When the girls were 9 years of age, they and their mothers completed a laboratory assessment during which each informant independently provided information on DSM-IV symptoms of depression, completed questionnaires, and were observed during structured tasks. Written informed parental consent and child assent were obtained. The University of Pittsburgh Institutional Review Board approved all study procedures.
Measures
Current symptoms of depression were measured using the Schedule for Affective Disorders and Schizophrenia for School-Age Children-Present and Lifetime Version (K-SADS-PL; Kaufman et al. 1997), a semi-structured diagnostic interview administered to both the girl and her mother. All nine symptoms of depression were asked regardless of endorsement of disturbance in mood (i.e. dysphoria or irritability) or anhedonia. We used a count of depression symptoms endorsed at the level of threshold on the K-SADS as the dependent measure of depression symptoms. A second interviewer listened to, and coded, responses from the digital video of the K-SADS-PL interview to assess inter-rater agreement. Twenty-five percent of the interviews with the mothers and with the girls were randomly selected for this purpose. The intraclass correlations coefficient (ICC) was 0.91 for maternal-and 0.92 for youth-reported symptoms.

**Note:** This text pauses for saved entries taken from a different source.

//! Parser for structural Verilog netlists.

use std::collections::HashSet;

use super::ast::*;
use super::lexer::{Lexer, Token, TokenKind};
use crate::circuit::GateKind;
use crate::error::{GatepathError, Result};

/// Port direction in a declaration.
#[derive(Debug, Clone, Copy, PartialEq, Eq)]
enum Direction {
    Input,
    Output,
}

/// Parser for the flat, single-module netlist subset.
pub struct Parser<'a> {
    lexer: Lexer<'a>,
    current: Token,
    header_line: usize,
    /// Indices of instances written without a name
    unnamed: Vec<usize>,
}

impl<'a> Parser<'a> {
    /// Create a new parser with the given lexer.
    pub fn new(mut lexer: Lexer<'a>) -> Result<Self> {
        let current = lexer.next_token()?;
        Ok(Self {
            lexer,
            current,
            header_line: 1,
            unnamed: Vec::new(),
        })
    }

    /// Parse one module.
    pub fn parse(&mut self) -> Result<NetlistAst> {
        let mut ast = NetlistAst::new();

        self.header_line = self.current.line;
        self.expect_keyword("module")?;
        ast.module_name = self.expect(TokenKind::Identifier)?.text;
        if self.current.kind == TokenKind::OpenParen {
            self.parse_port_list(&mut ast)?;
        }
        self.expect(TokenKind::Semicolon)?;

        loop {
            let line = self.current.line;
            match self.current.kind {
                TokenKind::Eof => {
                    return Err(GatepathError::parse(line, "missing 'endmodule'"));
                }
                TokenKind::Identifier => {}
                _ => {
                    return Err(GatepathError::parse(
                        line,
                        format!("unexpected token '{}'", self.current.text),
                    ));
                }
            }

            let word = self.current.text.clone();
            match word.as_str() {
                "endmodule" => {
                    self.advance()?;
                    break;
                }
                "input" => self.parse_declaration(&mut ast, Some(Direction::Input))?,
                "output" => self.parse_declaration(&mut ast, Some(Direction::Output))?,
                "wire" => self.parse_declaration(&mut ast, None)?,
                "reg" | "always" | "initial" => {
                    return Err(GatepathError::unsupported(line, format!("'{}' (sequential logic)", word)));
                }
                "assign" => {
                    return Err(GatepathError::unsupported(line, "continuous assignment"));
                }
                "parameter" | "localparam" | "module" => {
                    return Err(GatepathError::unsupported(line, format!("'{}'", word)));
                }
                _ => match primitive(&word) {
                    Some(kind) => self.parse_gate_statement(&mut ast, kind)?,
                    None => {
                        return Err(GatepathError::UnknownGateKind {
                            kind: self.current.text.clone(),
                            line,
                        });
                    }
                },
            }
        }

        match self.current.kind {
            TokenKind::Eof => {}
            TokenKind::Identifier if self.current.text == "module" => {
                return Err(GatepathError::unsupported(
                    self.current.line,
                    "multiple modules (hierarchical designs)",
                ));
            }
            _ => {
                return Err(GatepathError::parse(
                    self.current.line,
                    format!("unexpected token '{}' after 'endmodule'", self.current.text),
                ));
            }
        }

        self.check_ports(&mut ast)?;
        self.name_unnamed(&mut ast);
        Ok(ast)
    }

    fn advance(&mut self) -> Result<()> {
        self.current = self.lexer.next_token()?;
        Ok(())
    }

    fn expect(&mut self, kind: TokenKind) -> Result<Token> {
        if self.current.kind == kind {
            let tok = self.current.clone();
            self.advance()?;
            Ok(tok)
        } else {
            Err(GatepathError::parse(
                self.current.line,
                format!("expected {:?}, got {:?} '{}'", kind, self.current.kind, self.current.text),
            ))
        }
    }

    fn expect_keyword(&mut self, keyword: &str) -> Result<()> {
        if self.current.kind == TokenKind::Identifier && self.current.text == keyword {
            self.advance()
        } else {
            Err(GatepathError::parse(
                self.current.line,
                format!("expected '{}', got '{}'", keyword, self.current.text),
            ))
        }
    }

    fn reject_range(&self) -> Result<()> {
        if self.current.kind == TokenKind::OpenBracket {
            return Err(GatepathError::unsupported(self.current.line, "bit-vector range"));
        }
        Ok(())
    }

    /// `( [dir] name {, [dir] name} )`, either plain names or ANSI declarations.
    fn parse_port_list(&mut self, ast: &mut NetlistAst) -> Result<()> {
        self.expect(TokenKind::OpenParen)?;
        if self.current.kind == TokenKind::CloseParen {
            return self.advance();
        }

        let mut direction = None;
        loop {
            let word = self.current.text.clone();
            match word.as_str() {
                "input" => {
                    direction = Some(Direction::Input);
                    self.advance()?;
                }
                "output" => {
                    direction = Some(Direction::Output);
                    self.advance()?;
                }
                "reg" => {
                    return Err(GatepathError::unsupported(self.current.line, "'reg' (sequential logic)"));
                }
                _ => {}
            }
            if direction.is_some() && self.current.text == "wire" {
                self.advance()?;
            }
            self.reject_range()?;

            let tok = self.expect(TokenKind::Identifier)?;
            if let Some(dir) = direction {
                declare(ast, dir, tok.text.clone(), tok.line)?;
            }
            if !ast.ports.contains(&tok.text) {
                ast.ports.push(tok.text);
            }

            if self.current.kind == TokenKind::Comma {
                self.advance()?;
            } else {
                self.expect(TokenKind::CloseParen)?;
                return Ok(());
            }
        }
    }

    /// `input|output|wire [wire] name {, name} ;`
    fn parse_declaration(&mut self, ast: &mut NetlistAst, direction: Option<Direction>) -> Result<()> {
        self.advance()?;
        if direction.is_some() && self.current.text == "wire" {
            self.advance()?;
        }
        self.reject_range()?;

        loop {
            let tok = self.expect(TokenKind::Identifier)?;
            match direction {
                Some(dir) => declare(ast, dir, tok.text, tok.line)?,
                None => {
                    if !ast.wires.contains(&tok.text) {
                        ast.wires.push(tok.text);
                    }
                }
            }

            match self.current.kind {
                TokenKind::Comma => self.advance()?,
                TokenKind::Semicolon => return self.advance(),
                TokenKind::Equals => {
                    return Err(GatepathError::unsupported(self.current.line, "net declaration assignment"));
                }
                TokenKind::OpenBracket => {
                    return Err(GatepathError::unsupported(self.current.line, "memory or array declaration"));
                }
                _ => {
                    return Err(GatepathError::parse(
                        self.current.line,
                        format!("expected ',' or ';', got '{}'", self.current.text),
                    ));
                }
            }
        }
    }

    /// `kind [name] (out, in, ...) {, [name] (out, in, ...)} ;`
    fn parse_gate_statement(&mut self, ast: &mut NetlistAst, kind: GateKind) -> Result<()> {
        self.advance()?;
        if self.current.kind == TokenKind::Hash {
            return Err(GatepathError::unsupported(self.current.line, "gate delay"));
        }

        loop {
            let line = self.current.line;
            // Unnamed instances stay empty until every declared name is known.
            let name = if self.current.kind == TokenKind::Identifier {
                let name = self.current.text.clone();
                self.advance()?;
                if self.current.kind == TokenKind::OpenBracket {
                    return Err(GatepathError::unsupported(line, "instance array"));
                }
                name
            } else {
                self.unnamed.push(ast.instances.len());
                String::new()
            };

            self.expect(TokenKind::OpenParen)?;
            let mut terminals = vec![self.parse_terminal()?];
            while self.current.kind == TokenKind::Comma {
                self.advance()?;
                terminals.push(self.parse_terminal()?);
            }
            self.expect(TokenKind::CloseParen)?;

            let inputs = terminals.split_off(1);
            let shown = if name.is_empty() {
                format!("unnamed {}", kind.keyword())
            } else {
                name.clone()
            };
            check_pin_count(kind, &shown, inputs.len(), line)?;
            ast.instances.push(GateInstance {
                kind,
                name,
                output: terminals.remove(0),
                inputs,
                line,
            });

            if self.current.kind == TokenKind::Comma {
                self.advance()?;
            } else {
                self.expect(TokenKind::Semicolon)?;
                return Ok(());
            }
        }
    }

    fn parse_terminal(&mut self) -> Result<String> {
        let line = self.current.line;
        match self.current.kind {
            TokenKind::Identifier => {
                let name = self.current.text.clone();
                self.advance()?;
                if self.current.kind == TokenKind::OpenBracket {
                    return Err(GatepathError::unsupported(line, "bit-select on gate terminal"));
                }
                Ok(name)
            }
            TokenKind::Number => Err(GatepathError::unsupported(
                line,
                format!("constant terminal '{}'", self.current.text),
            )),
            TokenKind::Dot => Err(GatepathError::unsupported(line, "named port connection")),
            _ => Err(GatepathError::parse(
                line,
                format!("expected net name, got '{}'", self.current.text),
            )),
        }
    }

    /// Name unnamed instances `<kind>_<n>`, skipping every name the module
    /// already uses for an instance, port, wire or terminal net.
    fn name_unnamed(&mut self, ast: &mut NetlistAst) {
        let unnamed = std::mem::take(&mut self.unnamed);
        if unnamed.is_empty() {
            return;
        }

        let mut taken: HashSet<String> = ast
            .ports
            .iter()
            .chain(&ast.inputs)
            .chain(&ast.outputs)
            .chain(&ast.wires)
            .cloned()
            .collect();
        for inst in &ast.instances {
            if !inst.name.is_empty() {
                taken.insert(inst.name.clone());
            }
            taken.insert(inst.output.clone());
            taken.extend(inst.inputs.iter().cloned());
        }

        let mut counter = 0;
        for idx in unnamed {
            let inst = &mut ast.instances[idx];
            let name = loop {
                counter += 1;
                let candidate = format!("{}_{}", inst.kind.keyword(), counter);
                if !taken.contains(&candidate) {
                    break candidate;
                }
            };
            taken.insert(name.clone());
            inst.name = name;
        }
    }

    fn check_ports(&self, ast: &mut NetlistAst) -> Result<()> {
        for port in &ast.ports {
            if !ast.inputs.contains(port) && !ast.outputs.contains(port) {
                return Err(GatepathError::parse(
                    self.header_line,
                    format!("port '{}' has no input or output declaration", port),
                ));
            }
        }
        let NetlistAst {
            inputs,
            outputs,
            wires,
            ..
        } = ast;
        wires.retain(|w| !inputs.contains(w) && !outputs.contains(w));
        Ok(())
    }
}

Emotion expression was assessed via child report using the Children’s Sadness/Anger Management Scale (CSMS/CAMS; Zeman et al. 2001) and the Emotion Expressive Scale (EESC; Penza-Clyve and Zeman 2002). The CSMS/CAMS are youth-report measures designed for elementary school-age children. Each item is rated on a three-point scale. For the purposes of the present study, scores on the dysregulated factor (e.g., I do things like slam doors when I’m mad; I do things like mope around when I’m sad) were used to measure disinhibited expression of negative emotion (sample mean=11.06, SD=2.2). The alpha for the six-item measure of disinhibition was 0.47. Although this level of internal consistency was relatively low, it is consistent with reported alphas for other brief child-report measures (e.g., Sodano and Tracey 2006), and is comparable to that reported for the emotion regulation subscale (alpha=0.48) on the Response to Stress Questionnaire (Connor-Smith et al. 2000) in a similar socio-demographic sample.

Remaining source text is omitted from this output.